Three-point marksman Redick edges Morrison in vote. LSU's Augustus wins women's award.

April 09, 2006|Ben Bolch | Times Staff Writer

J.J. Redick had more pressing concerns this season than how many points a certain floppy-haired forward from Gonzaga was scoring every night.

The Duke shooting guard's attention often would be focused on the health of Michael McCauley, a 13-year-old from Chantilly, Va., who was making a tricky recovery from brain surgery.
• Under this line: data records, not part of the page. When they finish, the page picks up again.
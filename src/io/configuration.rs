//! Analysis constants and runtime configuration defaults

// Pattern lengths offered to users; the counter itself accepts any positive length
/// Pattern lengths accepted on the command line
pub const ALLOWED_PATTERN_LENGTHS: [usize; 3] = [3, 4, 5];

/// Pattern length used when none is given
pub const DEFAULT_PATTERN_LENGTH: usize = 4;

/// Sort direction used when none is given
pub const DEFAULT_SORT_ORDER: &str = "descending";

// Dataset discovery
/// File extension of loadable datasets
pub const DATASET_EXTENSION: &str = "csv";

/// Field separator for dataset files
pub const FIELD_DELIMITER: char = ',';

// Reload settings
/// Seconds between dataset reloads
pub const DEFAULT_RELOAD_INTERVAL_SECS: u64 = 5;

/// Additional reload cycles after the first analysis
pub const DEFAULT_RELOADS: usize = 0;

// Summary and rendering
/// Label shown instead of the dataset path when the path is hidden
pub const HIDDEN_PATH_LABEL: &str = "CSV Loaded";

/// Rendering of a missing cell
pub const MISSING_VALUE_LABEL: &str = "nan";

// Progress bar display settings
/// Threshold for switching to batch progress mode
pub const MAX_INDIVIDUAL_PROGRESS_BARS: usize = 5;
The boy, whom Redick had met through a mutual friend, suffered from severe headaches and continually faced the threat of blackouts and seizures.
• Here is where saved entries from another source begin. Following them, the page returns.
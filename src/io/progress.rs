//! Multi-file progress tracking with automatic batching for large sets

use crate::io::configuration::MAX_INDIVIDUAL_PROGRESS_BARS;
use indicatif::{MultiProgress, ProgressBar, ProgressStyle};
use std::path::Path;
use std::sync::LazyLock;
use std::time::Duration;

/// Point a dataset file has reached in its analysis
#[derive(Debug, Clone, Copy, PartialEq, Eq)]
pub enum FileStage {
    /// Reading and parsing the CSV
    Loading,
    /// Counting and ranking patterns
    Counting,
    /// Report written
    Done,
}

impl FileStage {
    const fn position(self) -> u64 {
        match self {
            Self::Loading => 0,
            Self::Counting => 1,
            Self::Done => 2,
        }
    }

    const fn label(self) -> &'static str {
        match self {
            Self::Loading => "loading",
            Self::Counting => "counting",
            Self::Done => "done",
        }
    }
}

const STAGE_COUNT: u64 = 2;

#[derive(Debug, Clone)]
struct FileState {
    name: String,
    stage: FileStage,
    detail: String,
}

/// Coordinates progress display for batch analysis
///
/// Automatically switches between individual progress bars (for small batches)
/// and an additional batch progress bar (for large batches) based on file count
pub struct ProgressManager {
    multi_progress: MultiProgress,
    batch_bar: Option<ProgressBar>,
    file_bars: Vec<ProgressBar>,
    file_states: Vec<Option<FileState>>,
}

impl Default for ProgressManager {
    fn default() -> Self {
        Self::new()
    }
}

static PROGRESS_STYLE: LazyLock<ProgressStyle> = LazyLock::new(|| {
    ProgressStyle::default_bar()
        .template("{msg:>10} [{bar:20.cyan/blue}] {prefix}")
        .unwrap_or_else(|_| ProgressStyle::default_bar())
        .progress_chars("█▉▊▋▌▍▎▏ ")
});

static BATCH_STYLE: LazyLock<ProgressStyle> = LazyLock::new(|| {
    ProgressStyle::default_bar()
        .template("[{elapsed_precise}] Files: [{bar:40.cyan/blue}] {pos}/{len}")
        .unwrap_or_else(|_| ProgressStyle::default_bar())
});

impl ProgressManager {
    /// Create a new progress manager
    pub fn new() -> Self {
        Self {
            multi_progress: MultiProgress::new(),
            batch_bar: None,
            file_bars: Vec::new(),
            file_states: Vec::new(),
        }
    }

    /// Initialize progress bars based on file count
    pub fn initialize(&mut self, file_count: usize) {
        // Switch to batch mode for large file sets to avoid terminal spam
        if file_count > MAX_INDIVIDUAL_PROGRESS_BARS + 1 {
            let batch_bar = ProgressBar::new(file_count as u64);
            batch_bar.set_style(BATCH_STYLE.clone());
            self.batch_bar = Some(self.multi_progress.add(batch_bar));
        }

        let bars_to_create = file_count.min(MAX_INDIVIDUAL_PROGRESS_BARS);
        for _ in 0..bars_to_create {
            let pb = ProgressBar::new(STAGE_COUNT);
            pb.set_style(PROGRESS_STYLE.clone());
            self.file_bars.push(self.multi_progress.add(pb));
        }
    }

    /// Register a file as loading
    pub fn start_file(&mut self, index: usize, path: &Path) {
        let name = path
            .file_name()
            .unwrap_or_default()
            .to_string_lossy()
            .to_string();
        if index >= self.file_states.len() {
            self.file_states.resize(index + 1, None);
        }
        if let Some(state) = self.file_states.get_mut(index) {
            *state = Some(FileState {
                name,
                stage: FileStage::Loading,
                detail: String::new(),
            });
        }
        self.update_bars();
    }

    /// Move a file to a later stage
    pub fn advance(&mut self, index: usize, stage: FileStage) {
        if let Some(Some(state)) = self.file_states.get_mut(index) {
            state.stage = stage;
        }
        self.update_bars();
    }

    /// Mark file as completed and update batch progress
    pub fn complete_file(&mut self, index: usize, pattern_count: usize, elapsed: Duration) {
        if let Some(ref batch_bar) = self.batch_bar {
            batch_bar.inc(1);
        }

        if let Some(Some(state)) = self.file_states.get_mut(index) {
            state.stage = FileStage::Done;
            state.name = format!("✓ {}", state.name);
            state.detail = format!("{pattern_count} patterns in {}ms", elapsed.as_millis());
        }
        self.update_bars();
    }

    /// Clean up all progress displays
    pub fn finish(&self) {
        if let Some(ref batch_bar) = self.batch_bar {
            batch_bar.finish_with_message("All files processed");
        }
        let _ = self.multi_progress.clear();
    }

    /// Update all progress bars to show the last N active files
    fn update_bars(&self) {
        let active_files: Vec<&FileState> = self.file_states.iter().flatten().collect();

        let start_idx = active_files
            .len()
            .saturating_sub(MAX_INDIVIDUAL_PROGRESS_BARS);
        let visible_files = active_files.get(start_idx..).unwrap_or(&[]);

        for (bar_idx, state) in visible_files.iter().enumerate() {
            if let Some(bar) = self.file_bars.get(bar_idx) {
                bar.set_position(state.stage.position());
                bar.set_message(state.stage.label());
                if state.detail.is_empty() {
                    bar.set_prefix(state.name.clone());
                } else {
                    bar.set_prefix(format!("{} ({})", state.name, state.detail));
                }
            }
        }

        for bar_idx in visible_files.len()..self.file_bars.len() {
            if let Some(bar) = self.file_bars.get(bar_idx) {
                bar.set_position(0);
                bar.set_message(String::new());
                bar.set_prefix(String::new());
            }
        }
    }
}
Redick said McCauley served as an inspiration for him this season, and that he was amazed by McCauley's ability to "live every day to its fullest." The boy even found time to collect and distribute gifts to other hospital-bound children.

And McCauley, no doubt, was awed by the uncanny shooting touch of Redick, the Atlantic Coast Conference's all-time leading scorer who Saturday morning became the 30th recipient of the John R. Wooden Award in a ceremony at the Los Angeles Athletic Club.
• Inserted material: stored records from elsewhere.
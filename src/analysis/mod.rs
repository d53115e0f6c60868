//! Analysis modules for pattern extraction and frequency ranking

/// Sliding-window pattern counting and ranking
pub mod patterns;
//! CSV dataset loading with scalar type inference and named-column lookup

use crate::io::configuration::{FIELD_DELIMITER, MISSING_VALUE_LABEL};
use crate::io::error::{PatternError, Result, dataset_error};
use ndarray::{Array2, ShapeBuilder};
use std::fmt;
use std::hash::{Hash, Hasher};
use std::path::{Path, PathBuf};

// Field spellings read as missing values
const MISSING_MARKERS: [&str; 6] = ["", "NA", "N/A", "NaN", "nan", "null"];

// Written by spreadsheet exports ahead of the header
const BYTE_ORDER_MARK: char = '\u{feff}';

/// A single scalar value from a dataset
///
/// Fields are typed the way a dataframe loader infers them: integers first,
/// then floats, then text. Floats compare by value with `-0.0 == 0.0` and
/// every NaN equal to every other NaN, so that cells can be counted.
#[derive(Debug, Clone)]
pub enum Cell {
    /// Whole number
    Integer(i64),
    /// Floating point number
    Float(f64),
    /// Any other non-empty field
    Text(String),
    /// Empty or explicitly missing field
    Missing,
}

impl Cell {
    /// Infer a cell from a raw CSV field
    pub fn parse(field: &str) -> Self {
        if MISSING_MARKERS.contains(&field) {
            return Self::Missing;
        }

        let trimmed = field.trim();
        if let Ok(value) = trimmed.parse::<i64>() {
            Self::Integer(value)
        } else if let Ok(value) = trimmed.parse::<f64>() {
            Self::Float(value)
        } else {
            Self::Text(field.to_string())
        }
    }

    fn float_key(value: f64) -> u64 {
        if value.is_nan() {
            f64::NAN.to_bits()
        } else if value == 0.0 {
            0.0_f64.to_bits()
        } else {
            value.to_bits()
        }
    }
}

impl PartialEq for Cell {
    fn eq(&self, other: &Self) -> bool {
        match (self, other) {
            (Self::Integer(a), Self::Integer(b)) => a == b,
            (Self::Float(a), Self::Float(b)) => Self::float_key(*a) == Self::float_key(*b),
            (Self::Text(a), Self::Text(b)) => a == b,
            (Self::Missing, Self::Missing) => true,
            _ => false,
        }
    }
}

impl Eq for Cell {}

impl Hash for Cell {
    fn hash<H: Hasher>(&self, state: &mut H) {
        std::mem::discriminant(self).hash(state);
        match self {
            Self::Integer(value) => value.hash(state),
            Self::Float(value) => Self::float_key(*value).hash(state),
            Self::Text(value) => value.hash(state),
            Self::Missing => {}
        }
    }
}

impl fmt::Display for Cell {
    fn fmt(&self, f: &mut fmt::Formatter<'_>) -> fmt::Result {
        match self {
            Self::Integer(value) => write!(f, "{value}"),
            Self::Float(value) => write!(f, "{value:?}"),
            Self::Text(value) => f.write_str(value),
            Self::Missing => f.write_str(MISSING_VALUE_LABEL),
        }
    }
}

/// Table of typed cells with a header row
///
/// Cells are stored column-major so that each column is a contiguous slice.
#[derive(Debug, Clone)]
pub struct Dataset {
    path: Option<PathBuf>,
    columns: Vec<String>,
    cells: Array2<Cell>,
}

impl Dataset {
    /// Load a dataset from a CSV file with a header row
    ///
    /// # Errors
    ///
    /// Returns an error if:
    /// - The file cannot be read or is not valid UTF-8
    /// - The file contains no header row
    /// - A quoted field is never closed
    /// - A record has more fields than the header
    pub fn from_csv_path<P: AsRef<Path>>(path: P) -> Result<Self> {
        let path_buf = path.as_ref().to_path_buf();
        let text = std::fs::read_to_string(&path_buf).map_err(|e| PatternError::FileSystem {
            path: path_buf.clone(),
            operation: "read dataset",
            source: e,
        })?;

        let mut dataset = Self::parse(&text, &path_buf)?;
        dataset.path = Some(path_buf);
        Ok(dataset)
    }

    /// Parse a dataset from in-memory CSV text
    ///
    /// # Errors
    ///
    /// Returns an error if the text has no header row, contains an unterminated
    /// quoted field, or has a record with more fields than the header
    pub fn from_csv_str(text: &str) -> Result<Self> {
        Self::parse(text, Path::new("<memory>"))
    }

    fn parse(text: &str, path: &Path) -> Result<Self> {
        let text = text.strip_prefix(BYTE_ORDER_MARK).unwrap_or(text);
        let mut records = split_records(text, path)?.into_iter();
        let (_, columns) = records
            .next()
            .ok_or_else(|| dataset_error(path, &"no columns to parse from file"))?;

        let width = columns.len();
        let mut column_cells: Vec<Vec<Cell>> =
            std::iter::repeat_with(Vec::new).take(width).collect();
        let mut height = 0;
        for (line, fields) in records {
            if fields.len() > width {
                return Err(PatternError::MalformedRecord {
                    path: path.to_path_buf(),
                    line,
                    expected: width,
                    found: fields.len(),
                });
            }
            let mut fields = fields.into_iter();
            for cells in &mut column_cells {
                cells.push(fields.next().map_or(Cell::Missing, |field| Cell::parse(&field)));
            }
            height += 1;
        }

        // Columns are moved end to end into one column-major buffer
        let mut column_major = Vec::with_capacity(height * width);
        for cells in column_cells {
            column_major.extend(cells);
        }

        let cells = Array2::from_shape_vec((height, width).f(), column_major)
            .map_err(|e| dataset_error(path, &e))?;

        Ok(Self {
            path: None,
            columns,
            cells,
        })
    }

    /// Source file, if the dataset was loaded from disk
    pub fn path(&self) -> Option<&Path> {
        self.path.as_deref()
    }

    /// Header names in file order
    pub fn column_names(&self) -> &[String] {
        &self.columns
    }

    /// Number of rows and columns, excluding the header
    pub fn shape(&self) -> (usize, usize) {
        self.cells.dim()
    }

    /// Values of the named column in row order
    ///
    /// With duplicate header names the first matching column is used.
    ///
    /// # Errors
    ///
    /// Returns [`PatternError::ColumnNotFound`] if no header matches `name`
    pub fn column(&self, name: &str) -> Result<&[Cell]> {
        let index = self
            .columns
            .iter()
            .position(|column| column == name)
            .ok_or_else(|| PatternError::ColumnNotFound {
                column: name.to_string(),
                available: self.columns.clone(),
            })?;

        self.cells.column(index).to_slice().ok_or_else(|| {
            dataset_error(
                self.path.as_deref().unwrap_or_else(|| Path::new("<memory>")),
                &"column storage is not contiguous",
            )
        })
    }
}

// Splits CSV text into records tagged with their starting line; blank lines are skipped
fn split_records(text: &str, path: &Path) -> Result<Vec<(usize, Vec<String>)>> {
    let mut records = Vec::new();
    let mut fields = Vec::new();
    let mut field = String::new();
    let mut in_quotes = false;
    let mut quoted = false;
    let mut line = 1;
    let mut record_line = 1;
    let mut chars = text.chars().peekable();

    while let Some(ch) = chars.next() {
        if in_quotes {
            match ch {
                '"' if chars.peek() == Some(&'"') => {
                    chars.next();
                    field.push('"');
                }
                '"' => in_quotes = false,
                '\n' => {
                    line += 1;
                    field.push(ch);
                }
                _ => field.push(ch),
            }
            continue;
        }

        match ch {
            '"' => {
                in_quotes = true;
                quoted = true;
            }
            '\r' if chars.peek() == Some(&'\n') => {}
            '\n' => {
                fields.push(std::mem::take(&mut field));
                push_record(&mut records, record_line, std::mem::take(&mut fields), quoted);
                quoted = false;
                line += 1;
                record_line = line;
            }
            c if c == FIELD_DELIMITER => fields.push(std::mem::take(&mut field)),
            _ => field.push(ch),
        }
    }

    if in_quotes {
        return Err(dataset_error(
            path,
            &format!("unterminated quoted field starting on line {record_line}"),
        ));
    }

    if quoted || !field.is_empty() || !fields.is_empty() {
        fields.push(field);
        push_record(&mut records, record_line, fields, quoted);
    }

    Ok(records)
}

// A lone `""` is an empty field, not a blank line
fn push_record(
    records: &mut Vec<(usize, Vec<String>)>,
    line: usize,
    fields: Vec<String>,
    quoted: bool,
) {
    let blank = !quoted && matches!(fields.as_slice(), [only] if only.is_empty());
    if !blank {
        records.push((line, fields));
    }
}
Redick thanked McCauley for his courage during his acceptance speech after edging Gonzaga's Adam Morrison in the third-closest race in the history of the award. Redick, who finished as runner-up last year to Utah's Andrew Bogut, received 4,646 points, 72 more than Morrison, from a panel of more than 1,000 sportswriters and college basketball observers.

"I knew it was going to be close just because there are so many good players," said Redick, the fifth Duke player to win what some consider college basketball's most prestigious award.

Morrison, whose 28.1 scoring average led the nation, was gracious in defeat.

"J.J.'s had a great career at Duke," Morrison said. "Obviously, it's a good cap to his amazing career, so I'm happy for him."

Morrison, a junior, also said he had not decided whether to forgo his final season of eligibility and turn pro.

Duke forward Shelden Williams finished third with 2,142 points, followed by Villanova guard Randy Foye with 2,050 and Washington guard Brandon Roy with 1,885.

Louisiana State guard Seimone Augustus won a second consecutive Women's Wooden Award, with 298 points to North Carolina guard Ivory Latta's 215.

Jim Boeheim, the longtime Syracuse coach who reached the Final Four with the Orangemen as an assistant in 1975, Wooden's final year at UCLA, received the Legends of Coaching Award.

The two men most closely linked to the Wooden Award did not attend the ceremony. Wooden disassociated himself from the L.A. Athletic Club after a dispute over the use of his name, and Duke Llewellyn, the award's founder and chairman, remains in a rehabilitation center recovering from surgery to remove a tumor from his colon.

Redick averaged 26.8 points and made 42% of his three-point attempts this season.